_The task_: The expected answer holds every line from the first line of the data below through the line containing "Integer(&'a str), //", exactly as written, and no other line.

_Data records_:

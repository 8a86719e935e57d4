use crate::ErrorKind;

/// Lexical hint distinguishing integers from floats.
#[derive(Debug, Clone, Copy, PartialEq, Eq)]
pub(crate) enum NumberLexeme<'a> {
    Integer(&'a str), // no '.' and no exponent
    Float(&'a str),   // has '.' or exponent
}

impl<'a> NumberLexeme<'a> {
    pub(crate) fn as_str(&self) -> &'a str {
        match self {
            Self::Integer(s) | Self::Float(s) => *s,
        }
    }

    /// Convert the validated text to an `f64`.
    ///
    /// Conversion never decides how much input the number spans; that is
    /// fixed by [`scan`] before this runs.
    pub(crate) fn to_f64(&self) -> Result<f64, ErrorKind> {
        let exact = match self {
            Self::Integer(text) => exact_integer(text),
            Self::Float(_) => None,
        };
        if let Some(n) = exact {
            return Ok(n);
        }
        let n: f64 = self.as_str().parse().map_err(|_| ErrorKind::InvalidValue)?;
        if n.is_infinite() {
            return Err(ErrorKind::NumberTooBig);
        }
        Ok(n)
    }
}

/// Integers with at most this many digits are below 2^53 and convert to
/// `f64` without rounding.
const MAX_EXACT_DIGITS: usize = 15;

/// Fast path for short integers: accumulate in a `u64` and convert exactly.
fn exact_integer(text: &str) -> Option<f64> {
    let (negative, digits) = match text.strip_prefix('-') {
        Some(digits) => (true, digits),
        None => (false, text),
    };
    if digits.len() > MAX_EXACT_DIGITS {
        return None;
    }
    let magnitude = digits
        .bytes()
        .try_fold(0_u64, |acc, b| Some(acc * 10 + u64::from(b.checked_sub(b'0')?)))?;
    #[allow(clippy::cast_precision_loss)]
    let n = magnitude as f64;
    // Negate as a float so "-0" keeps its sign.
    Some(if negative { -n } else { n })
}

/// Validate the number starting at `input[start]` against the JSON grammar:
///
/// ```text
/// number := '-'? int frac? exp?
/// int    := '0' | [1-9] [0-9]*
/// frac   := '.' [0-9]+
/// exp    := ('e' | 'E') ('+' | '-')? [0-9]+
/// ```
///
/// On success the lexeme covers exactly the grammar validation span. On
/// failure returns the offset of the offending byte (`input.len()` if input
/// ran out).
pub(crate) fn scan(input: &[u8], start: usize) -> Result<NumberLexeme<'_>, usize> {
    let digit_at = |i: usize| input.get(i).is_some_and(u8::is_ascii_digit);

    let mut i = start;
    let mut is_float = false;

    if input.get(i) == Some(&b'-') {
        i += 1;
    }

    match input.get(i) {
        Some(b'0') => {
            i += 1;
            // "0" is the whole integer part; "0123" is not a number.
            if digit_at(i) {
                return Err(i);
            }
        }
        Some(b'1'..=b'9') => i = skip_digits(input, i + 1),
        _ => return Err(i),
    }

    if input.get(i) == Some(&b'.') {
        is_float = true;
        i += 1;
        if !digit_at(i) {
            return Err(i);
        }
        i = skip_digits(input, i);
    }

    if matches!(input.get(i), Some(b'e' | b'E')) {
        is_float = true;
        i += 1;
        if matches!(input.get(i), Some(b'+' | b'-')) {
            i += 1;
        }
        if !digit_at(i) {
            return Err(i);
        }
        i = skip_digits(input, i);
    }

    let text = core::str::from_utf8(&input[start..i]).map_err(|_| start)?;
    Ok(if is_float {
        NumberLexeme::Float(text)
    } else {
        NumberLexeme::Integer(text)
    })
}

fn skip_digits(input: &[u8], from: usize) -> usize {
    from + input[from..].iter().take_while(|b| b.is_ascii_digit()).count()
}

#[cfg(test)]
mod tests {
    use rstest::rstest;

    use super::*;

    #[rstest]
    #[case("0", NumberLexeme::Integer("0"))]
    #[case("-0", NumberLexeme::Integer("-0"))]
    #[case("1234567890", NumberLexeme::Integer("1234567890"))]
    #[case("0.0", NumberLexeme::Float("0.0"))]
    #[case("1e10", NumberLexeme::Float("1e10"))]
    #[case("-1.5E-3", NumberLexeme::Float("-1.5E-3"))]
    #[case("1E+2", NumberLexeme::Float("1E+2"))]
    // The span stops where the grammar stops.
    #[case("12,", NumberLexeme::Integer("12"))]
    #[case("0 1", NumberLexeme::Integer("0"))]
    #[case("3.25]", NumberLexeme::Float("3.25"))]
    #[case("0x10", NumberLexeme::Integer("0"))]
    fn scan_accepts(#[case] input: &str, #[case] expected: NumberLexeme<'_>) {
        assert_eq!(scan(input.as_bytes(), 0), Ok(expected));
    }

    #[rstest]
    #[case("", 0)]
    #[case("-", 1)]
    #[case("-x", 1)]
    #[case("+1", 0)]
    #[case(".5", 0)]
    #[case("0123", 1)]
    #[case("00", 1)]
    #[case("-01", 2)]
    #[case("1.", 2)]
    #[case("1.e5", 2)]
    #[case("1e", 2)]
    #[case("1e+", 3)]
    #[case("1E-x", 3)]
    #[case("INF", 0)]
    #[case("NaN", 0)]
    fn scan_rejects_at_offending_byte(#[case] input: &str, #[case] offset: usize) {
        assert_eq!(scan(input.as_bytes(), 0), Err(offset));
    }

    #[test]
    fn scan_starts_at_given_offset() {
        let input = b"   -2.5e1 ";
        let lexeme = scan(input, 3).unwrap();
        assert_eq!(lexeme.as_str(), "-2.5e1");
    }

    #[test]
    fn conversion_reports_overflow() {
        assert_eq!(NumberLexeme::Float("1e400").to_f64(), Err(ErrorKind::NumberTooBig));
        assert_eq!(NumberLexeme::Float("-1e400").to_f64(), Err(ErrorKind::NumberTooBig));
        assert_eq!(
            NumberLexeme::Float("1.8e308").to_f64(),
            Err(ErrorKind::NumberTooBig)
        );
        assert_eq!(NumberLexeme::Float("1.7976931348623157e308").to_f64(), Ok(f64::MAX));
    }

    #[rstest]
    #[case("0")]
    #[case("-0")]
    #[case("7")]
    #[case("-42")]
    #[case("1234567890")]
    #[case("999999999999999")]
    #[case("-999999999999999")]
    #[case("9007199254740993")]
    #[case("18446744073709551615")]
    #[case("18446744073709551616")]
    fn integer_fast_path_matches_float_parse(#[case] text: &str) {
        let fast = NumberLexeme::Integer(text).to_f64().unwrap();
        let slow: f64 = text.parse().unwrap();
        assert_eq!(fast.to_bits(), slow.to_bits(), "{text}");
    }

    #[test]
    #[allow(clippy::float_cmp)]
    fn integer_fast_path_bounds() {
        assert_eq!(exact_integer("999999999999999"), Some(999_999_999_999_999.0));
        assert_eq!(exact_integer("1000000000000000"), None);
        assert!(exact_integer("-0").unwrap().is_sign_negative());
        assert_eq!(exact_integer("12"), Some(12.0));
        // Floats never take the integer path.
        assert_eq!(NumberLexeme::Float("12e0").to_f64(), Ok(12.0));
    }

    #[test]
    fn conversion_accepts_underflow() {
        assert_eq!(NumberLexeme::Float("1e-400").to_f64(), Ok(0.0));
        assert_eq!(
            NumberLexeme::Float("4.9406564584124654e-324").to_f64(),
            Ok(f64::from_bits(1))
        );
    }
}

_Result of the task_:
repository 8a86719e935e57d4
use crate::ErrorKind;

/// Lexical hint distinguishing integers from floats.
#[derive(Debug, Clone, Copy, PartialEq, Eq)]
pub(crate) enum NumberLexeme<'a> {
    Integer(&'a str), // no '.' and no exponent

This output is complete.